» AIM OF THE TASK
Exactly the lines from the opening of the data through the line containing "use super::types::*;" should be reproduced, please, with nothing added.

* * * * * * * * *

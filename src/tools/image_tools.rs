//! `image_processing` mount: run a repository's main.py over an input image in Docker

use base64::{engine::general_purpose::STANDARD, Engine as _};
use rmcp::{
    tool, tool_router, tool_handler, ServerHandler,
    handler::server::{router::tool::ToolRouter, tool::Parameters},
    model::*,
    ErrorData as McpError,
    service::RequestContext,
    RoleServer,
};
use serde_json::{json, Value};
use std::future::Future;
use std::path::Path;
use tracing::{info, warn};

use super::git_clone_tools::clone_repo;
use super::templates::DOCKERFILE_IMAGE_PROCESSING;
use super::types::*;
use super::{json_result, repo_name_from_url, unique_name, validate_github_url, validate_plain_name};
use crate::config::Config;
use crate::docker_client::{self, RunSpec};
use crate::error::{Result, ToolError};

const TOOL_COUNT: usize = 2;

/// Images at or above this size are not inlined
pub const MAX_INLINE_IMAGE_BYTES: u64 = 5 * 1024 * 1024;

const IMAGE_EXTENSIONS: [&str; 5] = ["jpg", "jpeg", "png", "bmp", "gif"];

/// Lowercased extension if the file is one of the collected image types
pub fn image_extension(path: &Path) -> Option<String> {
    let ext = path.extension()?.to_str()?.to_ascii_lowercase();
    IMAGE_EXTENSIONS.contains(&ext.as_str()).then_some(ext)
}

pub fn mime_type(ext: &str) -> String {
    match ext {
        "jpg" | "jpeg" => "image/jpeg".to_string(),
        other => format!("image/{}", other),
    }
}

/// Named, self-removing run of the contest image with `/input` and `/output` mounted
pub fn contest_run_spec(image_tag: &str, container_name: &str, input_dir: &Path, output_dir: &Path) -> RunSpec {
    RunSpec::new(image_tag)
        .name(container_name)
        .auto_remove()
        .volume(input_dir.display().to_string(), "/input")
        .volume(output_dir.display().to_string(), "/output")
}

/// Image processing tool handler
#[derive(Clone)]
pub struct ImageProcessingToolHandler {
    tool_router: ToolRouter<ImageProcessingToolHandler>,
    config: Config,
}

impl ImageProcessingToolHandler {
    pub fn new(config: Config) -> Self {
        Self {
            tool_router: Self::tool_router(),
            config,
        }
    }

    pub fn tools(&self) -> Vec<Tool> {
        self.tool_router.list_all()
    }

    async fn run_contest(&self, args: RunImageProcessingArgs) -> Result<Value> {
        validate_github_url(&args.github_url)?;
        validate_plain_name(&args.image_filename, "image file name")?;
        let input_image = Path::new(&args.input_image_path);
        if !input_image.is_file() {
            return Err(ToolError::invalid(format!("Input image not found: {}", args.input_image_path)));
        }

        let repo = repo_name_from_url(&args.github_url);
        let run_dir = self.config.image_runs_dir().join(&repo);
        let code_dir = run_dir.join("code");
        let input_dir = run_dir.join("input");
        let output_dir = run_dir.join("output");

        if code_dir.exists() {
            info!("Removing existing code directory {}", code_dir.display());
            tokio::fs::remove_dir_all(&code_dir).await?;
        }
        for dir in [&input_dir, &output_dir] {
            tokio::fs::create_dir_all(dir).await?;
        }

        clone_repo(&args.github_url, &code_dir, self.config.command_timeout).await?;
        tokio::fs::copy(input_image, input_dir.join(&args.image_filename)).await?;
        tokio::fs::write(run_dir.join("Dockerfile"), DOCKERFILE_IMAGE_PROCESSING).await?;

        let image_tag = format!("{}-image:latest", repo.to_lowercase());
        docker_client::build_image(&image_tag, &run_dir, Some(self.config.build_timeout))
            .await
            .map_err(|e| ToolError::from(e).context("Image processing contest failed"))?;

        // bind mounts need absolute host paths
        let input_abs = tokio::fs::canonicalize(&input_dir).await?;
        let output_abs = tokio::fs::canonicalize(&output_dir).await?;
        let container_name = unique_name(&format!("{}-image", repo.to_lowercase()));
        let spec = contest_run_spec(&image_tag, &container_name, &input_abs, &output_abs);
        let run = match docker_client::run_attached(&spec, Some(self.config.build_timeout)).await {
            Ok(run) => run,
            Err(e) => {
                // a killed `docker run` leaves the container behind
                docker_client::force_remove(&container_name).await;
                return Err(ToolError::from(e).context("Image processing contest failed"));
            }
        };
        info!("{} finished: {}", image_tag, run.stdout.trim());

        let mut output_files = Vec::new();
        let mut entries = tokio::fs::read_dir(&output_dir).await?;
        while let Some(entry) = entries.next_entry().await? {
            output_files.push(entry.file_name().to_string_lossy().to_string());
        }
        output_files.sort();

        Ok(json!({
            "status": "success",
            "output_files": output_files,
            "output_path": output_abs.display().to_string(),
        }))
    }

    async fn collect_images(&self, repo_name: &str) -> Result<Value> {
        validate_plain_name(repo_name, "repository name")?;
        let output_dir = self.config.image_runs_dir().join(repo_name).join("output");
        if !output_dir.is_dir() {
            return Err(ToolError::invalid(format!("Output directory not found: {}", output_dir.display())));
        }

        let mut paths = Vec::new();
        let mut entries = tokio::fs::read_dir(&output_dir).await?;
        while let Some(entry) = entries.next_entry().await? {
            if entry.file_type().await?.is_file() {
                paths.push(entry.path());
            }
        }
        paths.sort();

        let mut images = Vec::new();
        for path in paths {
            let Some(ext) = image_extension(&path) else { continue };
            let size = tokio::fs::metadata(&path).await?.len();
            let filename = path.file_name().map(|n| n.to_string_lossy().to_string()).unwrap_or_default();
            if size >= MAX_INLINE_IMAGE_BYTES {
                warn!("Skipping {} ({} bytes): too large for base64 encoding", filename, size);
                continue;
            }
            let data = tokio::fs::read(&path).await?;
            images.push(json!({
                "filename": filename,
                "file_size": size,
                "file_extension": format!(".{}", ext),
                "base64_data": STANDARD.encode(&data),
                "mime_type": mime_type(&ext),
            }));
        }
        info!("Prepared {} images from {}", images.len(), output_dir.display());

        Ok(json!({
            "status": "success",
            "repo_name": repo_name,
            "output_path": output_dir.display().to_string(),
            "image_count": images.len(),
            "images": images,
            "message": "Image data ready for agent consumption",
        }))
    }
}

impl Default for ImageProcessingToolHandler {
    fn default() -> Self {
        Self::new(Config::default())
    }
}

#[tool_router]
impl ImageProcessingToolHandler {
    #[tool(description = "Clone a repository, build it into an image with OpenCV/numpy/pillow and run its main.py with /input and /output mounted")]
    async fn run_image_processing(&self, Parameters(args): Parameters<RunImageProcessingArgs>) -> Result<CallToolResult, McpError> {
        json_result(&self.run_contest(args).await?)
    }

    #[tool(description = "Return the output images of a run as base64 (files under 5 MiB)")]
    async fn get_output_images_data(&self, Parameters(args): Parameters<OutputImagesArgs>) -> Result<CallToolResult, McpError> {
        json_result(&self.collect_images(&args.repo_name).await?)
    }
}

#[tool_handler]
impl ServerHandler for ImageProcessingToolHandler {
    fn get_info(&self) -> ServerInfo {
        ServerInfo {
            protocol_version: ProtocolVersion::V_2024_11_05,
            capabilities: ServerCapabilities::builder().enable_tools().build(),
            server_info: Implementation::from_build_env(),
            instructions: Some(format!(
                "Image Processing MCP Server. {} tools available: \
                 run_image_processing, get_output_images_data.",
                TOOL_COUNT,
            )),
        }
    }

    async fn initialize(
        &self,
        _request: InitializeRequestParam,
        _context: RequestContext<RoleServer>,
    ) -> Result<InitializeResult, McpError> {
        info!("Image Processing MCP server initialized with {} tools", TOOL_COUNT);
        Ok(self.get_info())
    }
}

#[cfg(test)]
mod tests {
    use super::*;

    fn extract_text(result: &CallToolResult) -> &str {
        result.content[0].as_text().expect("expected text content").text.as_str()
    }

    fn handler_in(dir: &Path) -> ImageProcessingToolHandler {
        ImageProcessingToolHandler::new(Config {
            work_dir: dir.to_path_buf(),
            ..Config::default()
        })
    }

    #[test]
    fn test_image_extension_filter() {
        assert_eq!(image_extension(Path::new("out/result.PNG")), Some("png".to_string()));
        assert_eq!(image_extension(Path::new("photo.jpeg")), Some("jpeg".to_string()));
        assert_eq!(image_extension(Path::new("notes.txt")), None);
        assert_eq!(image_extension(Path::new("README")), None);
        assert_eq!(mime_type("jpg"), "image/jpeg");
        assert_eq!(mime_type("gif"), "image/gif");
    }

    #[test]
    fn test_contest_run_is_named_for_cleanup() {
        let args = contest_run_spec(
            "repo-image:latest",
            "repo-image-0a1b2c3d",
            Path::new("/runs/repo/input"),
            Path::new("/runs/repo/output"),
        )
        .to_args();
        assert_eq!(
            args,
            vec![
                "run", "--rm",
                "--name", "repo-image-0a1b2c3d",
                "-v", "/runs/repo/input:/input",
                "-v", "/runs/repo/output:/output",
                "repo-image:latest",
            ]
        );
    }

    #[tokio::test]
    async fn test_collect_images_encodes_small_files() {
        let dir = tempfile::tempdir().unwrap();
        let output = dir.path().join("image_contest_runs/repo/output");
        std::fs::create_dir_all(&output).unwrap();
        std::fs::write(output.join("b.png"), [0x89, b'P', b'N', b'G']).unwrap();
        std::fs::write(output.join("a.jpg"), b"jpg").unwrap();
        std::fs::write(output.join("log.txt"), b"not an image").unwrap();

        let result = handler_in(dir.path())
            .get_output_images_data(Parameters(OutputImagesArgs { repo_name: "repo".to_string() }))
            .await
            .unwrap();
        let body: Value = serde_json::from_str(extract_text(&result)).unwrap();
        assert_eq!(body["image_count"], 2);
        assert_eq!(body["images"][0]["filename"], "a.jpg");
        assert_eq!(body["images"][0]["base64_data"], "anBn");
        assert_eq!(body["images"][0]["mime_type"], "image/jpeg");
        assert_eq!(body["images"][1]["file_extension"], ".png");
        assert_eq!(body["images"][1]["file_size"], 4);
    }

    #[tokio::test]
    async fn test_collect_images_skips_large_files() {
        let dir = tempfile::tempdir().unwrap();
        let output = dir.path().join("image_contest_runs/repo/output");
        std::fs::create_dir_all(&output).unwrap();
        let big = std::fs::File::create(output.join("big.png")).unwrap();
        big.set_len(MAX_INLINE_IMAGE_BYTES).unwrap();

        let result = handler_in(dir.path())
            .get_output_images_data(Parameters(OutputImagesArgs { repo_name: "repo".to_string() }))
            .await
            .unwrap();
        let body: Value = serde_json::from_str(extract_text(&result)).unwrap();
        assert_eq!(body["image_count"], 0);
    }

    #[tokio::test]
    async fn test_collect_images_rejects_traversal() {
        let dir = tempfile::tempdir().unwrap();
        let err = handler_in(dir.path())
            .get_output_images_data(Parameters(OutputImagesArgs { repo_name: "../etc".to_string() }))
            .await
            .unwrap_err();
        assert_eq!(err.code, ErrorCode::INVALID_PARAMS);
    }

    #[tokio::test]
    async fn test_run_rejects_bad_image_filename() {
        let dir = tempfile::tempdir().unwrap();
        let err = handler_in(dir.path())
            .run_image_processing(Parameters(RunImageProcessingArgs {
                github_url: "https://github.com/user/repo.git".to_string(),
                image_filename: "../../escape.png".to_string(),
                input_image_path: "./sample_problems/input.png".to_string(),
            }))
            .await
            .unwrap_err();
        assert_eq!(err.code, ErrorCode::INVALID_PARAMS);
        assert!(!dir.path().join("image_contest_runs").exists());
    }
}
//! Error types for the ATF tools MCP hub

use rmcp::ErrorData as McpError;
use thiserror::Error;

use crate::docker_client::DockerError;
use crate::process::ProcessError;

/// Main error type shared by the tool handlers
#[derive(Error, Debug)]
pub enum ToolError {
    #[error("{0}")]
    InvalidInput(String),

    #[error("{context}: {message}")]
    Failed { context: String, message: String },

    #[error(transparent)]
    Docker(#[from] DockerError),

    #[error(transparent)]
    Process(#[from] ProcessError),

    #[error("IO error: {0}")]
    Io(#[from] std::io::Error),

    #[error("JSON error: {0}")]
    Json(#[from] serde_json::Error),

    #[error("HTTP request failed: {0}")]
    Http(#[from] reqwest::Error),

    #[error("MySQL error: {0}")]
    Sql(#[from] sqlx::Error),

    #[error("MongoDB error: {0}")]
    Mongo(#[from] mongodb::error::Error),
}

impl ToolError {
    pub fn invalid(msg: impl Into<String>) -> Self {
        Self::InvalidInput(msg.into())
    }

    pub fn failed(context: impl Into<String>, message: impl Into<String>) -> Self {
        Self::Failed {
            context: context.into(),
            message: message.into(),
        }
    }

    /// Prefix the message with the operation that failed; invalid input is left as is
    pub fn context(self, context: &str) -> Self {
        match self {
            Self::InvalidInput(_) | Self::Failed { .. } => self,
            other => Self::failed(context, other.to_string()),
        }
    }
}

impl From<ToolError> for McpError {
    fn from(err: ToolError) -> Self {
        match err {
            ToolError::InvalidInput(msg) => McpError::invalid_params(msg, None),
            other => McpError::internal_error(other.to_string(), None),
        }
    }
}

/// Result type alias for convenience; the error defaults to `ToolError`
pub type Result<T, E = ToolError> = std::result::Result<T, E>;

* * * * * * * * *

» OUTPUT
filename src/tools/image_tools.rs
//! `image_processing` mount: run a repository's main.py over an input image in Docker

use base64::{engine::general_purpose::STANDARD, Engine as _};
use rmcp::{
    tool, tool_router, tool_handler, ServerHandler,
    handler::server::{router::tool::ToolRouter, tool::Parameters},
    model::*,
    ErrorData as McpError,
    service::RequestContext,
    RoleServer,
};
use serde_json::{json, Value};
use std::future::Future;
use std::path::Path;
use tracing::{info, warn};

use super::git_clone_tools::clone_repo;
use super::templates::DOCKERFILE_IMAGE_PROCESSING;
use super::types::*;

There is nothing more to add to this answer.